* [Work task]:
Which lines in the records below include the word "blocks"? Report each of them in full.

Records from a data collection
════════════════

impl FDataGrid {
    /// Create from one value matrix per codomain coordinate and one grid per
    /// domain dimension.
    ///
    /// Every matrix must be `n_samples x Π len(grid_points[k])`, and every
    /// grid must be strictly increasing.
    pub fn new(data_matrix: Vec<FdMatrix>, grid_points: Vec<Vec<f64>>) -> Result<Self> {
        if data_matrix.is_empty() {
            return Err(FdaError::config("data must have at least one coordinate"));
        }
        if grid_points.is_empty() {
            return Err(FdaError::config("grid must have at least one domain dimension"));
        }
        for axis in &grid_points {
            if axis.is_empty() {
                return Err(FdaError::config("grid axes cannot be empty"));
            }
            if axis.windows(2).any(|w| w[1] <= w[0]) {
                return Err(FdaError::config("grid points must be strictly increasing"));
            }
        }

        let n_points: usize = grid_points.iter().map(Vec::len).product();
        let n_samples = data_matrix[0].nrows();
        for coord in &data_matrix {
            if coord.nrows() != n_samples {
                return Err(FdaError::DimensionMismatch {
                    what: "samples per coordinate",
                    expected: n_samples,
                    found: coord.nrows(),
                });
            }
            if coord.ncols() != n_points {
                return Err(FdaError::DimensionMismatch {
                    what: "values per sample",
                    expected: n_points,
                    found: coord.ncols(),
                });
            }
        }

        let domain_range = grid_points
            .iter()
            .map(|axis| [axis[0], axis[axis.len() - 1]])
            .collect();
        let dim_codomain = data_matrix.len();

        Ok(Self {
            data_matrix,
            grid_points,
            domain_range,
            dataset_name: None,
            coordinate_names: vec![None; dim_codomain],
            sample_names: vec![None; n_samples],
        })
    }

    /// Scalar curves given as rows, on an equispaced grid over `[0, 1]`.
    pub fn from_samples(rows: &[Vec<f64>]) -> Result<Self> {
        let m = rows.first().map_or(0, Vec::len);
        Self::from_curves(rows, linspace(0.0, 1.0, m))
    }

    /// Scalar curves given as rows, on the given 1-D grid.
    pub fn from_curves(rows: &[Vec<f64>], grid: Vec<f64>) -> Result<Self> {
        Self::new(vec![FdMatrix::from_rows(rows)?], vec![grid])
    }

    /// Replace the domain range. It must contain every grid point.
    pub fn with_domain_range(mut self, domain_range: Vec<[f64; 2]>) -> Result<Self> {
        if domain_range.len() != self.grid_points.len() {
            return Err(FdaError::DimensionMismatch {
                what: "domain range dimensions",
                expected: self.grid_points.len(),
                found: domain_range.len(),
            });
        }
        for (axis, range) in self.grid_points.iter().zip(&domain_range) {
            if axis[0] < range[0] - NUMERICAL_EPS || axis[axis.len() - 1] > range[1] + NUMERICAL_EPS
            {
                return Err(FdaError::config("grid points must lie inside the domain range"));
            }
        }
        self.domain_range = domain_range;
        Ok(self)
    }

    /// Set the dataset name.
    pub fn with_dataset_name(mut self, name: impl Into<String>) -> Self {
        self.dataset_name = Some(name.into());
        self
    }

    /// Set one optional name per codomain coordinate.
    pub fn with_coordinate_names(mut self, names: Vec<Option<String>>) -> Result<Self> {
        if names.len() != self.dim_codomain() {
            return Err(FdaError::DimensionMismatch {
                what: "coordinate names",
                expected: self.dim_codomain(),
                found: names.len(),
            });
        }
        self.coordinate_names = names;
        Ok(self)
    }

    /// Set one optional name per sample.
    pub fn with_sample_names(mut self, names: Vec<Option<String>>) -> Result<Self> {
        if names.len() != self.n_samples() {
            return Err(FdaError::DimensionMismatch {
                what: "sample names",
                expected: self.n_samples(),
                found: names.len(),
            });
        }
        self.sample_names = names;
        Ok(self)
    }

    /// Value matrices, one per codomain coordinate.
    pub fn data_matrix(&self) -> &[FdMatrix] {
        &self.data_matrix
    }

    /// Grid points, one vector per domain dimension.
    pub fn grid_points(&self) -> &[Vec<f64>] {
        &self.grid_points
    }

    /// Number of grid points (product over domain dimensions).
    pub fn n_points(&self) -> usize {
        self.data_matrix[0].ncols()
    }

    /// Values of sample `i` in coordinate `coord` at every grid point.
    pub fn sample_curve(&self, i: usize, coord: usize) -> Vec<f64> {
        self.data_matrix[coord].row(i)
    }

    /// Scalar-valued data for a single coordinate.
    pub fn coordinate(&self, coord: usize) -> Result<Self> {
        let data = self.data_matrix.get(coord).ok_or_else(|| {
            FdaError::InvalidCoordinate(format!(
                "coordinate {} out of range for codomain of dimension {}",
                coord,
                self.dim_codomain()
            ))
        })?;
        Ok(Self {
            data_matrix: vec![data.clone()],
            coordinate_names: vec![self.coordinate_names[coord].clone()],
            ..self.clone_metadata()
        })
    }

    /// Stack the codomains of `self` and `other` into one object.
    ///
    /// Both must have the same samples count and the same domain (grid
    /// points and range). The result keeps `self`'s dataset and sample
    /// names; coordinate names are concatenated.
    pub fn concatenate_coordinates(&self, other: &FDataGrid) -> Result<Self> {
        if self.n_samples() != other.n_samples() {
            return Err(FdaError::config(format!(
                "cannot concatenate coordinates of objects with {} and {} samples",
                self.n_samples(),
                other.n_samples()
            )));
        }
        self.check_same_grid(other)?;

        log::debug!(
            "concatenating coordinates: {} + {} -> {}",
            self.dim_codomain(),
            other.dim_codomain(),
            self.dim_codomain() + other.dim_codomain()
        );

        let mut data_matrix = self.data_matrix.clone();
        data_matrix.extend(other.data_matrix.iter().cloned());
        let mut coordinate_names = self.coordinate_names.clone();
        coordinate_names.extend(other.coordinate_names.iter().cloned());

        Ok(Self {
            data_matrix,
            coordinate_names,
            ..self.clone_metadata()
        })
    }

    /// Append the samples of `other` after those of `self`.
    pub fn concatenate_samples(&self, other: &FDataGrid) -> Result<Self> {
        if self.dim_codomain() != other.dim_codomain() {
            return Err(FdaError::config(format!(
                "cannot concatenate samples with codomains of dimension {} and {}",
                self.dim_codomain(),
                other.dim_codomain()
            )));
        }
        self.check_same_grid(other)?;

        let data_matrix = self
            .data_matrix
            .iter()
            .zip(&other.data_matrix)
            .map(|(a, b)| FdMatrix::vstack(&[a.clone(), b.clone()]))
            .collect::<Result<Vec<_>>>()?;
        let mut sample_names = self.sample_names.clone();
        sample_names.extend(other.sample_names.iter().cloned());

        Ok(Self {
            data_matrix,
            sample_names,
            ..self.clone_metadata()
        })
    }

    /// Subset of samples, in the given order.
    pub fn select_samples(&self, indices: &[usize]) -> Self {
        Self {
            data_matrix: self
                .data_matrix
                .iter()
                .map(|m| m.select_rows(indices))
                .collect(),
            sample_names: indices
                .iter()
                .map(|&i| self.sample_names[i].clone())
                .collect(),
            ..self.clone_metadata()
        }
    }

    /// Pointwise mean, as a single-sample object.
    pub fn mean(&self) -> Self {
        self.pointwise(|col| col.iter().sum::<f64>() / col.len() as f64)
    }

    /// Pointwise geometric mean, as a single-sample object.
    ///
    /// A zero value gives a geometric mean of zero. Points where some sample
    /// is negative have no geometric mean and are set to NaN.
    pub fn gmean(&self) -> Self {
        let result = self.pointwise(|col| {
            if col.iter().any(|&v| v < 0.0) {
                return f64::NAN;
            }
            (col.iter().map(|v| v.ln()).sum::<f64>() / col.len() as f64).exp()
        });
        if result
            .data_matrix
            .iter()
            .any(|m| m.as_slice().iter().any(|v| v.is_nan()))
        {
            log::warn!("geometric mean undefined at some points (negative values)");
        }
        result
    }

    /// Pointwise unbiased variance, as a single-sample object.
    pub fn var(&self) -> Self {
        self.pointwise(|col| {
            let n = col.len();
            if n < 2 {
                return 0.0;
            }
            let mean = col.iter().sum::<f64>() / n as f64;
            col.iter().map(|v| (v - mean).powi(2)).sum::<f64>() / (n - 1) as f64
        })
    }

    /// Numerical derivative of the given order (1-D domains only).
    ///
    /// Uses forward/backward differences at the boundary and central
    /// differences inside.
    pub fn derivative(&self, order: usize) -> Result<Self> {
        if self.dim_domain() != 1 {
            return Err(FdaError::config(
                "finite-difference derivatives require a one-dimensional domain",
            ));
        }
        let argvals = &self.grid_points[0];
        let m = argvals.len();
        if order > 0 && m < 2 {
            return Err(FdaError::config("at least two grid points are needed to differentiate"));
        }

        let mut data_matrix = self.data_matrix.clone();
        for _ in 0..order {
            data_matrix = data_matrix
                .iter()
                .map(|coord| finite_difference(coord, argvals))
                .collect();
        }

        Ok(Self {
            data_matrix,
            ..self.clone_metadata()
        })
    }

    /// Least-squares projection of every sample on `basis`.
    ///
    /// A scalar basis projects scalar data; a vector-valued basis projects
    /// coordinate `i` on its child `i`.
    pub fn to_basis(&self, basis: &Basis) -> Result<FDataBasis> {
        if self.dim_domain() != 1 {
            return Err(FdaError::config("basis projection requires a one-dimensional domain"));
        }
        if basis.dim_codomain() != self.dim_codomain() {
            return Err(FdaError::config(format!(
                "basis codomain ({}) does not match data codomain ({})",
                basis.dim_codomain(),
                self.dim_codomain()
            )));
        }
        if !same_domain(basis.domain_range(), &self.domain_range) {
            return Err(FdaError::config("basis and data must share the domain range"));
        }

        let argvals = &self.grid_points[0];
        let children: Vec<&Basis> = match basis {
            Basis::VectorValued(vv) => vv.basis_list().iter().collect(),
            scalar => vec![scalar],
        };

        let blocks = children
            .iter()
            .zip(&self.data_matrix)
            .map(|(child, values)| least_squares_coefficients(child, values, argvals))
            .collect::<Result<Vec<_>>>()?;

        let mut fd = FDataBasis::new(basis.clone(), FdMatrix::hstack(&blocks)?)?
            .with_coordinate_names(self.coordinate_names.clone())?
            .with_sample_names(self.sample_names.clone())?;
        if let Some(name) = &self.dataset_name {
            fd = fd.with_dataset_name(name.clone());
        }
        Ok(fd)
    }

    fn check_same_grid(&self, other: &FDataGrid) -> Result<()> {
        let same_points = self.grid_points.len() == other.grid_points.len()
            && self
                .grid_points
                .iter()
                .zip(&other.grid_points)
                .all(|(a, b)| {
                    a.len() == b.len()
                        && a.iter().zip(b).all(|(x, y)| (x - y).abs() <= NUMERICAL_EPS)
                });
        if !same_points || !same_domain(&self.domain_range, &other.domain_range) {
            return Err(FdaError::config("functional data objects must share the same domain"));
        }
        Ok(())
    }

    /// Reduce every column of every coordinate to one value.
    fn pointwise<F>(&self, reduce: F) -> Self
    where
        F: Fn(&[f64]) -> f64 + Sync + Send,
    {
        let data_matrix = self
            .data_matrix
            .iter()
            .map(|coord| {
                let m = coord.ncols();
                let values: Vec<f64> = if coord.nrows() == 0 {
                    vec![f64::NAN; m]
                } else {
                    iter_maybe_parallel!(0..m)
                        .map(|j| reduce(coord.column(j)))
                        .collect()
                };
                let mut reduced = FdMatrix::zeros(1, m);
                for (j, v) in values.into_iter().enumerate() {
                    reduced[(0, j)] = v;
                }
                reduced
            })
            .collect();

        Self {
            data_matrix,
            sample_names: vec![None],
            ..self.clone_metadata()
        }
    }

    /// Same metadata and grid, new values. Shapes must match the grid.
    pub(crate) fn with_values(&self, data_matrix: Vec<FdMatrix>) -> Self {
        Self {
            data_matrix,
            ..self.clone_metadata()
        }
    }

    /// Copy of every field except the (potentially large) value matrices.
    fn clone_metadata(&self) -> Self {
        Self {
            data_matrix: Vec::new(),
            grid_points: self.grid_points.clone(),
            domain_range: self.domain_range.clone(),
            dataset_name: self.dataset_name.clone(),
            coordinate_names: self.coordinate_names.clone(),
            sample_names: self.sample_names.clone(),
        }
    }
}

════════════════

* [Exercise response]:
        let blocks = children
        let mut fd = FDataBasis::new(basis.clone(), FdMatrix::hstack(&blocks)?)?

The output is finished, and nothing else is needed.